### Provided data
=-=-=-=-=

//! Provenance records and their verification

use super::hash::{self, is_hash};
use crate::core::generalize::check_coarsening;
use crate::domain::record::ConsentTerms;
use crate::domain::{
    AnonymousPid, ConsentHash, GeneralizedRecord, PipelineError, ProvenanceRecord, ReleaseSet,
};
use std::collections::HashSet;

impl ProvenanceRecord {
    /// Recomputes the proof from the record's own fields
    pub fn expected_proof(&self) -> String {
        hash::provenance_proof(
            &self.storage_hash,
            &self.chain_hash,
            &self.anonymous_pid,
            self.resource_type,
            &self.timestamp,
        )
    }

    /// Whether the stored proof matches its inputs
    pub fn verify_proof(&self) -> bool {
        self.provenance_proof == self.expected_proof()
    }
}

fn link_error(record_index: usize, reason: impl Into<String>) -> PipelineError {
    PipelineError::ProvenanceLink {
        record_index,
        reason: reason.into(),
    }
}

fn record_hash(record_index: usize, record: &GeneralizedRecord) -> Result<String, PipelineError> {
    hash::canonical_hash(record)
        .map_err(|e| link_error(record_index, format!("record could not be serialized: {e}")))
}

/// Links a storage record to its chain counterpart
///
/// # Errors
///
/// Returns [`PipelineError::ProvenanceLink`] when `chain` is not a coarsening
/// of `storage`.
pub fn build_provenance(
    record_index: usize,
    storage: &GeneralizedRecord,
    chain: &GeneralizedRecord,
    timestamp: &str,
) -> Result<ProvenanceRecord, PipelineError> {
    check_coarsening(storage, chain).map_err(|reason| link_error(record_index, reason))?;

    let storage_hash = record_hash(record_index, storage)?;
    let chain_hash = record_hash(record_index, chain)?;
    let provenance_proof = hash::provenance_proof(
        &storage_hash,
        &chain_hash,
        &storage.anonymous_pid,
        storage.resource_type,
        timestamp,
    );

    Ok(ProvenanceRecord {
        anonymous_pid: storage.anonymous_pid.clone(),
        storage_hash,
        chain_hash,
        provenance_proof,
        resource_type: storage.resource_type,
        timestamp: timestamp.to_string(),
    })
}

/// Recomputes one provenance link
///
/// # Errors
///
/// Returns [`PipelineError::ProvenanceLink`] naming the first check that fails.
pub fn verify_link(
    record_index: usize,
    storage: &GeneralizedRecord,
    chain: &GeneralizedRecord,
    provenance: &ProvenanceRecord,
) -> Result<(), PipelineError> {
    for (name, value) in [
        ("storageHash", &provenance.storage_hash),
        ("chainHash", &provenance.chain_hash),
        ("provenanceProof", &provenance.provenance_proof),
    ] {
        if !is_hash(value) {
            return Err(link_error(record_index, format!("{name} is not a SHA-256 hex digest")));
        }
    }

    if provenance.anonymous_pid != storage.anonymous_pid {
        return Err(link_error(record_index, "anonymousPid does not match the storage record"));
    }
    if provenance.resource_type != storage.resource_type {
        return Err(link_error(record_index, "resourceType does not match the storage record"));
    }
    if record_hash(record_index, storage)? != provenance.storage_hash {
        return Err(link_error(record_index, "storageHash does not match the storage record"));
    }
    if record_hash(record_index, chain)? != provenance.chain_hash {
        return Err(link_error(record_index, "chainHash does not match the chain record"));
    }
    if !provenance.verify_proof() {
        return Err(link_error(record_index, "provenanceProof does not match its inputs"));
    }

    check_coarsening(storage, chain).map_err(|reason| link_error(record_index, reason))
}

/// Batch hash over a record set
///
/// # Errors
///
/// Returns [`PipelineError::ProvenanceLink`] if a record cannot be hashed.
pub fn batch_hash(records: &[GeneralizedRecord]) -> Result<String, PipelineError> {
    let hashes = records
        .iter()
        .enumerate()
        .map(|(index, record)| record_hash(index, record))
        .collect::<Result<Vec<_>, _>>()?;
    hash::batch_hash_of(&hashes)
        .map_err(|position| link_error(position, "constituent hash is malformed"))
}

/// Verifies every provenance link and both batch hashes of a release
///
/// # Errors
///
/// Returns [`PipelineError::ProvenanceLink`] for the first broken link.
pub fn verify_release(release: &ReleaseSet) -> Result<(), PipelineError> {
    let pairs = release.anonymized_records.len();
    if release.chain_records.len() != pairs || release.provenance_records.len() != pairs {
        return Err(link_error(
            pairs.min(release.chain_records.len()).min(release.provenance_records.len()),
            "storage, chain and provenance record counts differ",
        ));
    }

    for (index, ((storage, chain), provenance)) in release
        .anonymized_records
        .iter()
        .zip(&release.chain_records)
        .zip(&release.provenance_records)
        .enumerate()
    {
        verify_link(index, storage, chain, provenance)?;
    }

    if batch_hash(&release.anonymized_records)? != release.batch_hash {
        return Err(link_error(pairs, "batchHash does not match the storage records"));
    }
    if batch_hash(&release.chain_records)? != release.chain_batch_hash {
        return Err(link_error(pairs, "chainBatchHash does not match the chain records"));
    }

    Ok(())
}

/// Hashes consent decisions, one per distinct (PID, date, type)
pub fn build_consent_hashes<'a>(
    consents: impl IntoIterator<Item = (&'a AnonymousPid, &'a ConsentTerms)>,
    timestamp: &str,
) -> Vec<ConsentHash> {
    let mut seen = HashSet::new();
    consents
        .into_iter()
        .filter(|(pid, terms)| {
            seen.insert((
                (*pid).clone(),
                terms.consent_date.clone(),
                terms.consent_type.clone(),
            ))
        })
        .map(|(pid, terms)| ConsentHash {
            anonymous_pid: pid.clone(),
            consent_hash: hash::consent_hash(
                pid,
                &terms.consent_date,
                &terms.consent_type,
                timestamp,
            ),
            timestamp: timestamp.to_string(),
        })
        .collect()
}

=-=-=-=-=

### Assigned task
All lines above from the line with "record)| record_hash(index, record))" through the line with "let pairs = release.anonymized_records.len();", both included, are to be set down exactly, with nothing else.

### Solution to this task
        .map(|(index, record)| record_hash(index, record))
        .collect::<Result<Vec<_>, _>>()?;
    hash::batch_hash_of(&hashes)
        .map_err(|position| link_error(position, "constituent hash is malformed"))
}

/// Verifies every provenance link and both batch hashes of a release
///
/// # Errors
///
/// Returns [`PipelineError::ProvenanceLink`] for the first broken link.
pub fn verify_release(release: &ReleaseSet) -> Result<(), PipelineError> {
    let pairs = release.anonymized_records.len();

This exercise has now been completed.